== EXCERPTED RECORDS ==

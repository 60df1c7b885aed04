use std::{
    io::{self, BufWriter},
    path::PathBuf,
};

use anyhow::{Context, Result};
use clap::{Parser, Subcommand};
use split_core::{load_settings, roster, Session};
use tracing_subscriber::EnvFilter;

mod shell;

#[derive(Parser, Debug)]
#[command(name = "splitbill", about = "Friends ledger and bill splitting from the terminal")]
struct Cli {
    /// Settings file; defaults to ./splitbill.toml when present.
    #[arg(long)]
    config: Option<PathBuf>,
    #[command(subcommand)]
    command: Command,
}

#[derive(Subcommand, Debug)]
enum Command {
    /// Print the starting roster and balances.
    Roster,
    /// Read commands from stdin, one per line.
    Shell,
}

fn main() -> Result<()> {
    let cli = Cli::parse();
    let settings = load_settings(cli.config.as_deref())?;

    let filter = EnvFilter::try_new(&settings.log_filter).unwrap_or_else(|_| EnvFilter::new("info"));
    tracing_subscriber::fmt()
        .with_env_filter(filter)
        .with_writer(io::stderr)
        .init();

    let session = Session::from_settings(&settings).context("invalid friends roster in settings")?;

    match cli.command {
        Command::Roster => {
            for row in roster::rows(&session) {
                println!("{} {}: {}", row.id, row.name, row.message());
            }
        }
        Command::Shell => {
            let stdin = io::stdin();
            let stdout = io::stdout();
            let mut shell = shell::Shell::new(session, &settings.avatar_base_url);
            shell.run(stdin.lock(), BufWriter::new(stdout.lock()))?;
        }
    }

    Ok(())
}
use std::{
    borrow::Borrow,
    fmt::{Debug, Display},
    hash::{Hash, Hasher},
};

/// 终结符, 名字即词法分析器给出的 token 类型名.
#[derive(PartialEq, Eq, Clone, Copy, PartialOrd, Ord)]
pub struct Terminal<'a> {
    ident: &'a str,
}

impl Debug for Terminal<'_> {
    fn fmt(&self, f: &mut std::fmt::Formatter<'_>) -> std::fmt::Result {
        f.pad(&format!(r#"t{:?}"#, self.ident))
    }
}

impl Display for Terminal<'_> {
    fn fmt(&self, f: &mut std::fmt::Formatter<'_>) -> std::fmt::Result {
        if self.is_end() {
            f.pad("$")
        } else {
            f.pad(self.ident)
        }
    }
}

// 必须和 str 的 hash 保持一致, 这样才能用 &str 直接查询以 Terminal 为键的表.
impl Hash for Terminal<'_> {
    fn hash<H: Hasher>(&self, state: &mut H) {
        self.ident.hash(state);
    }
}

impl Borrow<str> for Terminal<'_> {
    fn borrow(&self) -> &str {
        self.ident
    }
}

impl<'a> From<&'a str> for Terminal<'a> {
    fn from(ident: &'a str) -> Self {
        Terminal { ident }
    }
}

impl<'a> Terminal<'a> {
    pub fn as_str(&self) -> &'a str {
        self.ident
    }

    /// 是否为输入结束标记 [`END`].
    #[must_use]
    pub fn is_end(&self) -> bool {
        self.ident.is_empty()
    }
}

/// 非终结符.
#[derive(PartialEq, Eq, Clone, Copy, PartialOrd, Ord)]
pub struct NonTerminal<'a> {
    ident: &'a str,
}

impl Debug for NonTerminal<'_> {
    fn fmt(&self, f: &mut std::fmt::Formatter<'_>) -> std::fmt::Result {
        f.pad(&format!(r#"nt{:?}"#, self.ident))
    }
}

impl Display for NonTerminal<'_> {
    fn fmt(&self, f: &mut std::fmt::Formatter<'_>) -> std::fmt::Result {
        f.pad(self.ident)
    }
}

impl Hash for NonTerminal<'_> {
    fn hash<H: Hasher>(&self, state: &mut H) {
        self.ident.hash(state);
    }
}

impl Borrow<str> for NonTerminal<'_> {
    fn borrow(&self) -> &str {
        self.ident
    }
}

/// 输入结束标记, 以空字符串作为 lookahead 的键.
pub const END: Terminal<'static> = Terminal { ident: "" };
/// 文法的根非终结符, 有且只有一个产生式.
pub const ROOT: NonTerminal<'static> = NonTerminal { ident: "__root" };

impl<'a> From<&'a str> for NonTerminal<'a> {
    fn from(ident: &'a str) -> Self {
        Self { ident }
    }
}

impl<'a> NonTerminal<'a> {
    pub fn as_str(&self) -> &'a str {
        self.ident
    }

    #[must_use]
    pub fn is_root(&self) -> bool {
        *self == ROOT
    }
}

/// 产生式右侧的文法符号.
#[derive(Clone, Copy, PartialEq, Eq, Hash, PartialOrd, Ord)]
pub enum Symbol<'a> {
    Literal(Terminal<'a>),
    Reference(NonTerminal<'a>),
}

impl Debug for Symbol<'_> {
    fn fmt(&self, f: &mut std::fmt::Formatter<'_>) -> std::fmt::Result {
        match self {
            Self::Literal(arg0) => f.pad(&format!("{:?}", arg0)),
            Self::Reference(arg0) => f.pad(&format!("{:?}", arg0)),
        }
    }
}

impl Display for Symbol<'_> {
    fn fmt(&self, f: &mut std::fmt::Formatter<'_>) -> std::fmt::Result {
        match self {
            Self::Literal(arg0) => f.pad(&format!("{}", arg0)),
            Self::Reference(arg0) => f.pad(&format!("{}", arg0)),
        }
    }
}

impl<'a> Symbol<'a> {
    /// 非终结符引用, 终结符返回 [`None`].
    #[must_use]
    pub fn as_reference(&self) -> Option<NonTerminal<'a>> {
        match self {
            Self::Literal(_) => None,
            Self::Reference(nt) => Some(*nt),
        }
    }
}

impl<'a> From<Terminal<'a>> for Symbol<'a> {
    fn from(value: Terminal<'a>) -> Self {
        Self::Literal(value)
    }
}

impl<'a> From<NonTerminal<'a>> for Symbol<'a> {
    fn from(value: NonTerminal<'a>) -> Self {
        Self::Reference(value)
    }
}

===

**THE TASK:**
Your answer should hold every line of the entries that contains the string "bool".

**TASK SOLUTION:**
    pub fn is_end(&self) -> bool {
    pub fn is_root(&self) -> bool {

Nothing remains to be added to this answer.